My photos have no particular nouns or verbs. If we accept that photos are a record of some event, then it's safe to say nothing unusual or rare occurs in my photos. That's because on an unconscious level I have eliminated any such distinctiveness or uniqueness. Even my awareness of ‘taking a photo' is rather dim. Moreover, my photos are neither an expression of my own personality nor a means to express some special concept. In short, what I seek is abstract connections with objects and the ineffable.

My interest in these connections is triggered by something I simply call beauty. I say this even though what I photograph is far removed from things conventionally recognized as beautiful. Many conventions dictate what we think of as beautiful. By purposefully divorcing myself from these conventions, I try to approach the abstract beauty, the universal beauty, that each object itself furnishes.

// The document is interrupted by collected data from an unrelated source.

//! Pipeline stage observation
//!
//! The segmentation pipeline reports each intermediate raster to a
//! [`StageObserver`] as soon as it is produced. Observers only borrow the
//! raster; anything they want to keep must be cloned.

use std::fmt;

use findimages_core::BinaryRaster;

/// Observable stages of the page segmentation pipeline, in execution order
#[derive(Debug, Clone, Copy, PartialEq, Eq, Hash)]
pub enum Stage {
    /// Padded page after single-pixel noise removal
    Cleaned,
    /// Page with the known word boxes cleared
    WordsMasked,
    /// Bounding boxes of components larger than the size limit, filled
    LargeComponents,
    /// Working raster at half resolution
    Reduced,
    /// Halftone seed, realigned to the working resolution
    HalftoneSeed,
    /// Candidate region for growing the halftone seed
    HalftoneSeedMask,
    /// Seed grown into its mask
    PrimaryHalftone,
    /// Halftone mask from the secondary sequence path
    SecondaryHalftone,
    /// Union of the primary and secondary halftone masks
    CombinedHalftone,
    /// Working-raster pixels under the halftone mask
    HalftonePixels,
    /// Working-raster pixels outside the halftone mask
    LineArt,
    /// Line art after size filtering and closing
    FilteredLineArt,
    /// Halftone mask regrown at full resolution
    FullResHalftone,
    /// Final non-text mask at the original page size
    NonText,
}

impl Stage {
    /// All stages in execution order.
    pub const ALL: [Stage; 14] = [
        Stage::Cleaned,
        Stage::WordsMasked,
        Stage::LargeComponents,
        Stage::Reduced,
        Stage::HalftoneSeed,
        Stage::HalftoneSeedMask,
        Stage::PrimaryHalftone,
        Stage::SecondaryHalftone,
        Stage::CombinedHalftone,
        Stage::HalftonePixels,
        Stage::LineArt,
        Stage::FilteredLineArt,
        Stage::FullResHalftone,
        Stage::NonText,
    ];

    /// Position of the stage in [`Stage::ALL`].
    pub fn index(self) -> usize {
        Self::ALL.iter().position(|&s| s == self).unwrap_or(0)
    }

    /// Short kebab-case name, used in logs and debug file names.
    pub fn name(self) -> &'static str {
        match self {
            Stage::Cleaned => "cleaned",
            Stage::WordsMasked => "words-masked",
            Stage::LargeComponents => "large-components",
            Stage::Reduced => "reduced",
            Stage::HalftoneSeed => "halftone-seed",
            Stage::HalftoneSeedMask => "halftone-seed-mask",
            Stage::PrimaryHalftone => "primary-halftone",
            Stage::SecondaryHalftone => "secondary-halftone",
            Stage::CombinedHalftone => "combined-halftone",
            Stage::HalftonePixels => "halftone-pixels",
            Stage::LineArt => "line-art",
            Stage::FilteredLineArt => "filtered-line-art",
            Stage::FullResHalftone => "full-res-halftone",
            Stage::NonText => "non-text",
        }
    }
}

impl fmt::Display for Stage {
    fn fmt(&self, f: &mut fmt::Formatter<'_>) -> fmt::Result {
        f.write_str(self.name())
    }
}

/// Receives intermediate rasters from the segmentation pipeline
pub trait StageObserver {
    /// Called once per stage, in execution order.
    fn observe(&mut self, stage: Stage, raster: &BinaryRaster);
}

impl<F> StageObserver for F
where
    F: FnMut(Stage, &BinaryRaster),
{
    fn observe(&mut self, stage: Stage, raster: &BinaryRaster) {
        self(stage, raster)
    }
}

/// Observer that ignores every stage
#[derive(Debug, Clone, Copy, Default)]
pub struct NoopObserver;

impl StageObserver for NoopObserver {
    fn observe(&mut self, _stage: Stage, _raster: &BinaryRaster) {}
}

/// Observer that keeps a copy of every stage raster
#[derive(Debug, Clone, Default)]
pub struct StageCollector {
    stages: Vec<(Stage, BinaryRaster)>,
}

impl StageCollector {
    /// Create an empty collector
    pub fn new() -> Self {
        Self::default()
    }

    /// Raster recorded for `stage`, if that stage ran.
    pub fn get(&self, stage: Stage) -> Option<&BinaryRaster> {
        self.stages
            .iter()
            .find(|(s, _)| *s == stage)
            .map(|(_, r)| r)
    }

    /// Stages in the order they were observed.
    pub fn stages(&self) -> impl Iterator<Item = Stage> + '_ {
        self.stages.iter().map(|(s, _)| *s)
    }

    /// Number of recorded stages
    pub fn len(&self) -> usize {
        self.stages.len()
    }

    /// True if nothing was recorded
    pub fn is_empty(&self) -> bool {
        self.stages.is_empty()
    }
}

impl StageObserver for StageCollector {
    fn observe(&mut self, stage: Stage, raster: &BinaryRaster) {
        self.stages.push((stage, raster.clone()));
    }
}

Many people before me have grappled with this question of beauty. For example, this question has been raised in modern art history as an issue encompassing images and symbols in paintings.

Although photos do capture things material and concrete, I don't care what that specific thing is. If meaningless images are captured in photos, and, furthermore, if they have no consistent or unifying features or traits, then this prevents them from being consumed as a single symbol. For me, it is best when images or symbols are meaningless and chaotic.

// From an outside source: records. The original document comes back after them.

//! Error types for findimages-morph

use thiserror::Error;

/// Errors that can occur during morphological operations
#[derive(Debug, Error)]
pub enum MorphError {
    /// Core library error
    #[error("core error: {0}")]
    Core(#[from] findimages_core::Error),

    /// Invalid structuring element
    #[error("invalid structuring element: {0}")]
    InvalidSel(String),

    /// Invalid parameters
    #[error("invalid parameters: {0}")]
    InvalidParameters(String),

    /// Invalid sequence format
    #[error("invalid sequence: {0}")]
    InvalidSequence(String),
}

/// Result type for morphological operations
pub type MorphResult<T> = Result<T, MorphError>;
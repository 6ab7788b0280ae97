//! findimages-morph - Binary morphology for page segmentation
//!
//! This crate provides:
//!
//! - Brick erosion, dilation, opening and closing on packed binary rasters
//! - Rank-order 2x reduction, reduction cascades and power-of-2 expansion
//! - Typed morphological sequences with a compact text form
//! - Morphological seed filling (iterated conditional dilation)

pub mod binary;
mod error;
pub mod morphapp;
pub mod rank;
pub mod sequence;

pub use error::{MorphError, MorphResult};

pub use binary::{close_brick, dilate_brick, erode_brick, open_brick};
pub use morphapp::seedfill_morph;
pub use rank::{expand_binary_power2, expand_pow2, reduce_rank_binary_2x, reduce_rank_cascade};
pub use sequence::{MorphOp, MorphSequence, morph_sequence};
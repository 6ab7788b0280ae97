//! Size-based box selection

use super::Box;

/// How width and height criteria combine.
#[derive(Debug, Clone, Copy, PartialEq, Eq)]
pub enum SizeSelectType {
    /// Select if BOTH width and height satisfy the relation
    IfBoth,
    /// Select if EITHER width or height satisfies the relation
    IfEither,
}

/// Comparison applied against the size thresholds.
#[derive(Debug, Clone, Copy, PartialEq, Eq)]
pub enum SizeSelectRelation {
    /// Select if greater than or equal to threshold
    Gte,
    /// Select if less than or equal to threshold
    Lte,
}

impl SizeSelectRelation {
    #[inline]
    fn holds(self, value: i32, thresh: i32) -> bool {
        match self {
            SizeSelectRelation::Gte => value >= thresh,
            SizeSelectRelation::Lte => value <= thresh,
        }
    }
}

impl Box {
    /// Test the box dimensions against width/height thresholds.
    pub fn satisfies_size(
        &self,
        width: i32,
        height: i32,
        select_type: SizeSelectType,
        relation: SizeSelectRelation,
    ) -> bool {
        let w_ok = relation.holds(self.w, width);
        let h_ok = relation.holds(self.h, height);
        match select_type {
            SizeSelectType::IfBoth => w_ok && h_ok,
            SizeSelectType::IfEither => w_ok || h_ok,
        }
    }
}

Photos are in one sense scenes at a particular time in a particular place, but simultaneously they are real objects — as prints materialized by cameras, printers, and other devices. The inherent duality of photos is important to me. The greater the inconsistency between the two, then the more we will be forced to take notice of each aspect, and, thus, both aspects. This approach ultimately lets the real object of a photo further manifest its presence. It is not unlike dialectics, where two people with opposing opinions deepen their thought through dialogue. Moreover, this is a dialogue that stretches to infinity, without ever reaching a conclusion.

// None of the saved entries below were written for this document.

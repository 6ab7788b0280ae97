//! BinaryRaster - 1 bit per pixel page image
//!
//! Pixels are packed MSB-to-LSB into 32-bit words, one padded run of words
//! per row. A set bit (1) is foreground (black ink); a clear bit (0) is
//! background. Bits past `width` in the last word of each row are kept
//! clear so that word-level operations can compare and count whole words.
//!
//! Rasters are plain owned values. Operations that produce a new image
//! return a new `BinaryRaster`; the few in-place operations take `&mut self`.

mod access;
mod border;
mod rop;

pub use rop::RopOp;

pub use access::{clear_data_bit, get_data_bit, set_data_bit, set_data_bit_val};

use crate::error::{Error, Result};

/// A 1-bpp raster image.
#[derive(Debug, Clone, PartialEq, Eq)]
pub struct BinaryRaster {
    width: u32,
    height: u32,
    wpl: u32,
    data: Vec<u32>,
}

impl BinaryRaster {
    /// Create an all-zero raster.
    ///
    /// # Errors
    ///
    /// Returns [`Error::InvalidDimension`] if either dimension is zero.
    pub fn new(width: u32, height: u32) -> Result<Self> {
        if width == 0 || height == 0 {
            return Err(Error::InvalidDimension { width, height });
        }
        let wpl = width.div_ceil(32);
        let len = (wpl as usize)
            .checked_mul(height as usize)
            .ok_or(Error::InvalidDimension { width, height })?;
        Ok(Self {
            width,
            height,
            wpl,
            data: vec![0; len],
        })
    }

    /// Create a raster of the same size with every pixel cleared.
    pub fn create_template(&self) -> Self {
        Self {
            width: self.width,
            height: self.height,
            wpl: self.wpl,
            data: vec![0; self.data.len()],
        }
    }

    /// Width in pixels
    #[inline]
    pub fn width(&self) -> u32 {
        self.width
    }

    /// Height in pixels
    #[inline]
    pub fn height(&self) -> u32 {
        self.height
    }

    /// Words per line
    #[inline]
    pub fn wpl(&self) -> u32 {
        self.wpl
    }

    /// `(width, height)`
    #[inline]
    pub fn dimensions(&self) -> (u32, u32) {
        (self.width, self.height)
    }

    /// Check that two rasters have identical dimensions.
    #[inline]
    pub fn sizes_equal(&self, other: &BinaryRaster) -> bool {
        self.width == other.width && self.height == other.height
    }

    /// Raw packed words, row after row.
    #[inline]
    pub fn data(&self) -> &[u32] {
        &self.data
    }

    /// Mutable access to the packed words.
    ///
    /// Callers that write whole words must call
    /// [`clear_unused_bits`](Self::clear_unused_bits) afterwards.
    #[inline]
    pub fn data_mut(&mut self) -> &mut [u32] {
        &mut self.data
    }

    /// Words of row `y`.
    #[inline]
    pub fn row_data(&self, y: u32) -> &[u32] {
        let wpl = self.wpl as usize;
        let start = y as usize * wpl;
        &self.data[start..start + wpl]
    }

    /// Mutable words of row `y`.
    #[inline]
    pub fn row_data_mut(&mut self, y: u32) -> &mut [u32] {
        let wpl = self.wpl as usize;
        let start = y as usize * wpl;
        &mut self.data[start..start + wpl]
    }

    /// Get a pixel value at (x, y).
    ///
    /// Returns `None` if coordinates are out of bounds.
    pub fn get_pixel(&self, x: u32, y: u32) -> Option<u32> {
        if x >= self.width || y >= self.height {
            return None;
        }
        Some(self.get_pixel_unchecked(x, y))
    }

    /// Get a pixel value without bounds checking.
    ///
    /// # Panics
    ///
    /// Panics if `y >= height` or `x` lies past the row's words.
    #[inline]
    pub fn get_pixel_unchecked(&self, x: u32, y: u32) -> u32 {
        get_data_bit(self.row_data(y), x)
    }

    /// Set a pixel value at (x, y). Any nonzero `val` sets the bit.
    ///
    /// # Errors
    ///
    /// Returns [`Error::IndexOutOfBounds`] if coordinates are out of bounds.
    pub fn set_pixel(&mut self, x: u32, y: u32, val: u32) -> Result<()> {
        if x >= self.width {
            return Err(Error::IndexOutOfBounds {
                index: x as usize,
                len: self.width as usize,
            });
        }
        if y >= self.height {
            return Err(Error::IndexOutOfBounds {
                index: y as usize,
                len: self.height as usize,
            });
        }
        self.set_pixel_unchecked(x, y, val);
        Ok(())
    }

    /// Set a pixel value without bounds checking.
    #[inline]
    pub fn set_pixel_unchecked(&mut self, x: u32, y: u32, val: u32) {
        set_data_bit(self.row_data_mut(y), x, val);
    }

    /// Clear the padding bits past `width` in every row.
    pub fn clear_unused_bits(&mut self) {
        let rem = self.width % 32;
        if rem == 0 {
            return;
        }
        let mask = !0u32 << (32 - rem);
        let wpl = self.wpl as usize;
        for row in self.data.chunks_exact_mut(wpl) {
            row[wpl - 1] &= mask;
        }
    }

    /// Set every pixel to 1.
    pub fn set_all(&mut self) {
        self.data.fill(!0);
        self.clear_unused_bits();
    }

    /// Clear every pixel to 0.
    pub fn clear_all(&mut self) {
        self.data.fill(0);
    }

    /// True if no pixel is set.
    pub fn is_zero(&self) -> bool {
        self.data.iter().all(|&w| w == 0)
    }

    /// Number of set pixels.
    pub fn count_pixels(&self) -> u64 {
        self.data.iter().map(|w| w.count_ones() as u64).sum()
    }
}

When I photograph a scene, or when I arrange photos to compose an exhibit, decisions about what parts of the scene to include in the frame and what to leave out and decisions about which photos to place side by side — these decisions are highly objective and personal. Nevertheless, in these decisions, I dislike relying on external rules or some random methodology. Rather, I want to extend the dialogue with objectivity and universality by deliberately becoming absorbed in my own actions: as a salutary reminder of just how small my own existence is in the face of nature; as an endeavor to get closer to a true understanding of this fact.

What I'm trying to say is that in any given instant everything is equally beautiful. We are controlled by all manner of things, and, consequently, it is hard to maintain this recognition at all times. And this is precisely why we must contrast one thing with another, view them from different angles, deny them, and seek out the new. This, I believe, is the history of art.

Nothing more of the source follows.